Although GameFi’s origin can be traced to the early development of cryptocurrencies, it’s only recently gaining mainstream adoption. Demonstrated by the growth of the massive success of Axie Infinity. The popular GameFi project became the first to surpass $1 billion in token sales in August 2021 and has seen over a million daily active players. 

The constantly evolving technology behind crypto gaming has advanced to a level where new GameFi projects are attracting massive players & fan bases, as well as institutional funding. Industry experts believe crypto gaming to be the most likely gateway for widespread adoption and use of blockchain technology. As GameFi projects gain popularity with traditional gamers, understanding of crypto can only continue to flourish.

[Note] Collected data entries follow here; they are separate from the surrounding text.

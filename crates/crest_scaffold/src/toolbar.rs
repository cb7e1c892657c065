//! Collapsing toolbar height state
//!
//! [`ToolbarState`] tracks the toolbar's current height between the measured
//! `min_height` and `max_height`, exposes the normalized collapse progress,
//! and supports animated transitions to fully expanded/collapsed.
//!
//! The measurement pass is an external collaborator: it supplies the bounds
//! via [`ToolbarState::set_bounds`] once the toolbar content is measured.
//! This state never performs layout itself.

use crest_animation::{AnimatedCell, AnimationSpec, SchedulerHandle, TrackId};

use crate::error::{Result, ScaffoldError};

/// Reads as "fully expanded" as soon as bounds arrive: the height accessor
/// clamps into the measured range, so an unmeasured toolbar starts at max.
const UNMEASURED_EXPANDED: f32 = f32::MAX;

/// Height state of a collapsing toolbar
pub struct ToolbarState {
    min_height: f32,
    max_height: f32,
    cell: AnimatedCell,
}

impl ToolbarState {
    /// Create an unmeasured toolbar (bounds arrive from the measurement pass)
    pub fn new(handle: SchedulerHandle) -> Self {
        Self {
            min_height: 0.0,
            max_height: 0.0,
            cell: AnimatedCell::new(handle, UNMEASURED_EXPANDED),
        }
    }

    /// Set the measured height bounds.
    ///
    /// The current height is re-read clamped into the new range; it is never
    /// silently rewritten. Inverted or negative bounds are a measurement bug
    /// and are reported, not repaired.
    pub fn set_bounds(&mut self, min_height: f32, max_height: f32) -> Result<()> {
        if min_height < 0.0 || min_height > max_height {
            return Err(ScaffoldError::InvalidBounds {
                min_height,
                max_height,
            });
        }
        self.min_height = min_height;
        self.max_height = max_height;
        Ok(())
    }

    pub fn min_height(&self) -> f32 {
        self.min_height
    }

    pub fn max_height(&self) -> f32 {
        self.max_height
    }

    /// Current height, clamped into the measured bounds
    pub fn height(&self) -> f32 {
        self.cell.get().clamp(self.min_height, self.max_height)
    }

    /// Normalized collapse progress in [0, 1].
    ///
    /// 0 when fully collapsed, 1 when fully expanded; 0 when the toolbar has
    /// no collapsible range (`min_height == max_height`).
    pub fn progress(&self) -> f32 {
        let range = self.max_height - self.min_height;
        if range <= 0.0 {
            return 0.0;
        }
        ((self.height() - self.min_height) / range).clamp(0.0, 1.0)
    }

    /// Consume a raw height delta, the primitive behind scroll consumption.
    ///
    /// Clamps into the measured range, cancels any in-flight height
    /// animation, and returns the signed portion actually consumed.
    pub fn dispatch_delta(&mut self, raw: f32) -> f32 {
        let height = self.height();
        let next = (height + raw).clamp(self.min_height, self.max_height);
        self.cell.set_immediate(next);
        let consumed = next - height;
        tracing::trace!(raw, consumed, height = next, "toolbar delta");
        consumed
    }

    /// Animate height to `max_height`.
    ///
    /// Replaces any in-flight height animation. Returns `None` when already
    /// fully expanded.
    pub fn expand(&mut self, spec: AnimationSpec) -> Option<TrackId> {
        self.normalize();
        tracing::debug!(target = self.max_height, "toolbar expand");
        self.cell.animate_to(self.max_height, spec)
    }

    /// Animate height to `min_height`, replacing any in-flight animation
    pub fn collapse(&mut self, spec: AnimationSpec) -> Option<TrackId> {
        self.normalize();
        tracing::debug!(target = self.min_height, "toolbar collapse");
        self.cell.animate_to(self.min_height, spec)
    }

    /// Check if a height animation is in flight
    pub fn is_animating(&self) -> bool {
        self.cell.is_animating()
    }

    /// Write a height directly (snapshot restore); reads clamp into bounds
    pub(crate) fn write_height(&mut self, height: f32) {
        self.cell.set_immediate(height);
    }

    /// Fold any out-of-range stored value back into bounds before animating
    fn normalize(&mut self) {
        let clamped = self.height();
        if (self.cell.get() - clamped).abs() > f32::EPSILON {
            self.cell.set_immediate(clamped);
        }
    }
}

As you might expect, GameFi is increasingly taking up large piece of the growing $175 billion gaming market. Video gamers have long enjoyed and familiarized themselves with the concepts of in-game currencies, limited digital items and tokenization, all without gaining monetary value. Unquestionably, there will be a greater appeal to GameFi projects that comprise all these elements while directly rewarding players financially.

These are exciting times for GameFi. Leading industry players, such as game studios Ubisoft, Roblox Corporation and semiconductor makers, are part of the Blockchain Game

To further the growth of GameFI, an alliance is needed to provide infrastructure for game development, and forums for developers and players to network, collaborate and share knowledge, in addition to creating common standards.

GameFi is rapidly growing, and the collective market capitalization of leading blockchain games has topped $14 billion. But given the massive size of the gaming industry, the total addressable market offers even greater opportunities for growth.

With the runaway success of crypto games like Axie Infinity and CropBytes, the future of GameFi seems bright. With many more GameFi games in the works, newer innovations are expected. Some of the crypto gaming projects currently under development include:

  • Star Atlas
  • Ember Sword 
  • Guild of Guardians
  • The Sandbox
  • Who: Worlds Apart

 These newer games will provide even more opportunities for gamified profit and a feature-rich gaming experience. 

Gaming platforms like MOBOX are being designed to allow individuals to build their own NFTs and games with interoperability capabilities. The platform also features DeFi functionalities such as staking and liquidity pools, enabling gamers to generate income from their assets. This income can then be used to buy in-game upgrades or generate keys to unlock new NFTs.

Bottomline

GameFi has already gained significant traction, with the collective market capitalization of top games breaking $14 billion. But key opinion leaders in the crypto industry believe there’s a lot more ahead for this new sector, with Tron founder Justin Sun recently stating he believes this new sector will be key to increasing cryptocurrency adoption.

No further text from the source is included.